### Work instruction
Print each line exactly, beginning with the one where "let Some(link) = self.link.as_mut()" appears and ending at the last line below.

### The input
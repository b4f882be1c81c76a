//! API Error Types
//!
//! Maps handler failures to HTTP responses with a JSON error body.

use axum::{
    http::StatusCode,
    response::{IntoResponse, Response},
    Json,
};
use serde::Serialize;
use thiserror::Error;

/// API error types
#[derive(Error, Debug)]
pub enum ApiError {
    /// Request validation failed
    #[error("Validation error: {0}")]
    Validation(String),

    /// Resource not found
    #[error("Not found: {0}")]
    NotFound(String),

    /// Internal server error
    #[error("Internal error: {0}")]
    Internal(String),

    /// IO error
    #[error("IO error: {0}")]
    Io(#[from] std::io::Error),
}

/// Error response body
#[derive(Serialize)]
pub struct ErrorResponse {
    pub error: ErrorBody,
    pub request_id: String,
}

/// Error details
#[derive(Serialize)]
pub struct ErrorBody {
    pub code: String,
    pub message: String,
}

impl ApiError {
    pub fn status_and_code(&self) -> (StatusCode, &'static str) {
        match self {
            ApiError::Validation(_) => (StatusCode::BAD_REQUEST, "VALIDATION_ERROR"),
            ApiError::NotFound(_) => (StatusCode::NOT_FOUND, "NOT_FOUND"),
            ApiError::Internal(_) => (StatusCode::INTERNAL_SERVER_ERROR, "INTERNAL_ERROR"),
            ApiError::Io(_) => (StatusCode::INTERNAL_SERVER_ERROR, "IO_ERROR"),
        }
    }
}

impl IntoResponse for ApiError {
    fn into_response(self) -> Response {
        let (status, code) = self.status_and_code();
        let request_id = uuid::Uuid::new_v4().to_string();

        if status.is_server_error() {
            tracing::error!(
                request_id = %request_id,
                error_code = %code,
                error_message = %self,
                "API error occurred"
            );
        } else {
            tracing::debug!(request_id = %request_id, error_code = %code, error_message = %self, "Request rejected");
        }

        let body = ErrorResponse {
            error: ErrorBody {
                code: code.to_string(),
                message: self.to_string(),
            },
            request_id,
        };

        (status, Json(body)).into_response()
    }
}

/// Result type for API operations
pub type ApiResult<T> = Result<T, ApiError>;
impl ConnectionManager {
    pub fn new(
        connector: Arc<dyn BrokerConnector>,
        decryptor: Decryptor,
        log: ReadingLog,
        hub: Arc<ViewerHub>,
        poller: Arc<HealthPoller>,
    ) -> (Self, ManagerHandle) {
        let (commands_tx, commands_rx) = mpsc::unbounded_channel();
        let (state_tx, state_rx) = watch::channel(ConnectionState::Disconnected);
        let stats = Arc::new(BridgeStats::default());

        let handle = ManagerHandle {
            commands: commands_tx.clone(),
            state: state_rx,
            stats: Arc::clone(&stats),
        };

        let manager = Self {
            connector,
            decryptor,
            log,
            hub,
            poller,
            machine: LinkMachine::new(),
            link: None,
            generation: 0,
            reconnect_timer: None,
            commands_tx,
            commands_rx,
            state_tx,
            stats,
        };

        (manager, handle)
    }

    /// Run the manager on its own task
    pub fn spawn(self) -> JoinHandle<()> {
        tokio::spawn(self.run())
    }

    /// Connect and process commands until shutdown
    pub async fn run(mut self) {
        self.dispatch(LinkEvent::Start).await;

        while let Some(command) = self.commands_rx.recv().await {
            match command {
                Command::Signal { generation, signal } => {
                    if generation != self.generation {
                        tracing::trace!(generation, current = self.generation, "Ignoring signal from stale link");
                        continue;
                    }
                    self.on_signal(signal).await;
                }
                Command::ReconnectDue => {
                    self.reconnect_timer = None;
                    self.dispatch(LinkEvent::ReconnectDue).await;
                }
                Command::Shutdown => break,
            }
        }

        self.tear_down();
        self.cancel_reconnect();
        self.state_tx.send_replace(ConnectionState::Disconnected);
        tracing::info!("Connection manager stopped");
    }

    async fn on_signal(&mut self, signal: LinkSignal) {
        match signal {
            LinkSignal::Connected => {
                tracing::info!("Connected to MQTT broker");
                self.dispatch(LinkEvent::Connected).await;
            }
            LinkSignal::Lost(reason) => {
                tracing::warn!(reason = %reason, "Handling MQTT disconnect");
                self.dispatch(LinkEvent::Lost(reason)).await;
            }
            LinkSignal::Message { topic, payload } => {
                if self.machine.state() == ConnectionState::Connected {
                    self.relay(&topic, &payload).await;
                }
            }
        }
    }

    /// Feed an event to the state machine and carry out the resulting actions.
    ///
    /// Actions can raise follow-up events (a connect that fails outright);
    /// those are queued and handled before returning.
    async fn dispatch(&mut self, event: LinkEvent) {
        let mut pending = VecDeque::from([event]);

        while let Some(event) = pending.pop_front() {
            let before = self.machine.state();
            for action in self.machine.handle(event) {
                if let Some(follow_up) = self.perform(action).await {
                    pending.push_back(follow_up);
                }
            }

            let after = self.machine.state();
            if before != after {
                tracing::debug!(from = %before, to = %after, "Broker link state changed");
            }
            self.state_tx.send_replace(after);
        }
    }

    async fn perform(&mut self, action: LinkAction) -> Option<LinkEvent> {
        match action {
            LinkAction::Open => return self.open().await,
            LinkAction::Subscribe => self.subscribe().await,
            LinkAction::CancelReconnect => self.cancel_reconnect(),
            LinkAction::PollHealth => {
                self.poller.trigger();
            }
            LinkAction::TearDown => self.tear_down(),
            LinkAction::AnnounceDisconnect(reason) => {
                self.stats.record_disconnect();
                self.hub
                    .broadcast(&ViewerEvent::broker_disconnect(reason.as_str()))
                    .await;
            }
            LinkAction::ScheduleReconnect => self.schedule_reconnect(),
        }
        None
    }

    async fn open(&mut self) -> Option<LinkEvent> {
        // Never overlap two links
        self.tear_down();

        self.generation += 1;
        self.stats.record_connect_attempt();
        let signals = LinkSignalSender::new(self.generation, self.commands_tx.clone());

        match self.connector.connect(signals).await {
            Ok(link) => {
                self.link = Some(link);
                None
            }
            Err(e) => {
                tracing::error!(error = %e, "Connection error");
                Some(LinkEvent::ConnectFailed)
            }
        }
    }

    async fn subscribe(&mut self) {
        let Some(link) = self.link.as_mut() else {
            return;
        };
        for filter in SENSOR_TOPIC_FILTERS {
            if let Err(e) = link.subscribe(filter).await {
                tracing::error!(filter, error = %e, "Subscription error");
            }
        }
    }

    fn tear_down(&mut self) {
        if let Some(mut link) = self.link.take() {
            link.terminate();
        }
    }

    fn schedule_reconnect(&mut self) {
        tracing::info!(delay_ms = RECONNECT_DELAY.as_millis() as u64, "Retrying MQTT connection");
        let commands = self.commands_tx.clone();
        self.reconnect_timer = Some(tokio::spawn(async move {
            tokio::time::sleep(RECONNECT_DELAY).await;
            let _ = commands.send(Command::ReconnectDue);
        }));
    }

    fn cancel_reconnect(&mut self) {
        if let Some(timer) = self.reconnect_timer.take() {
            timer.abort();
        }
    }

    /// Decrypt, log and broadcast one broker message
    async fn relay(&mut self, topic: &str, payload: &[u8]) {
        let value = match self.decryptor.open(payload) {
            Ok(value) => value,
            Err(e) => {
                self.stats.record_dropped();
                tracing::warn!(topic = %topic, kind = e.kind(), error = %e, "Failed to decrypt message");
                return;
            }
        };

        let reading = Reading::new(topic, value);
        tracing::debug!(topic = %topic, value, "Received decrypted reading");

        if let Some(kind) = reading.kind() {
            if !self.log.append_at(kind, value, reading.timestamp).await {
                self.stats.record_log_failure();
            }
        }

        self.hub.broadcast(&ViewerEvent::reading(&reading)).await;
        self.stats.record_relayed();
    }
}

### Exercise response
        let Some(link) = self.link.as_mut() else {
            return;
        };
        for filter in SENSOR_TOPIC_FILTERS {
            if let Err(e) = link.subscribe(filter).await {
                tracing::error!(filter, error = %e, "Subscription error");
            }
        }
    }

    fn tear_down(&mut self) {
        if let Some(mut link) = self.link.take() {
            link.terminate();
        }
    }

    fn schedule_reconnect(&mut self) {
        tracing::info!(delay_ms = RECONNECT_DELAY.as_millis() as u64, "Retrying MQTT connection");
        let commands = self.commands_tx.clone();
        self.reconnect_timer = Some(tokio::spawn(async move {
            tokio::time::sleep(RECONNECT_DELAY).await;
            let _ = commands.send(Command::ReconnectDue);
        }));
    }

    fn cancel_reconnect(&mut self) {
        if let Some(timer) = self.reconnect_timer.take() {
            timer.abort();
        }
    }

    /// Decrypt, log and broadcast one broker message
    async fn relay(&mut self, topic: &str, payload: &[u8]) {
        let value = match self.decryptor.open(payload) {
            Ok(value) => value,
            Err(e) => {
                self.stats.record_dropped();
                tracing::warn!(topic = %topic, kind = e.kind(), error = %e, "Failed to decrypt message");
                return;
            }
        };

        let reading = Reading::new(topic, value);
        tracing::debug!(topic = %topic, value, "Received decrypted reading");

        if let Some(kind) = reading.kind() {
            if !self.log.append_at(kind, value, reading.timestamp).await {
                self.stats.record_log_failure();
            }
        }

        self.hub.broadcast(&ViewerEvent::reading(&reading)).await;
        self.stats.record_relayed();
    }
}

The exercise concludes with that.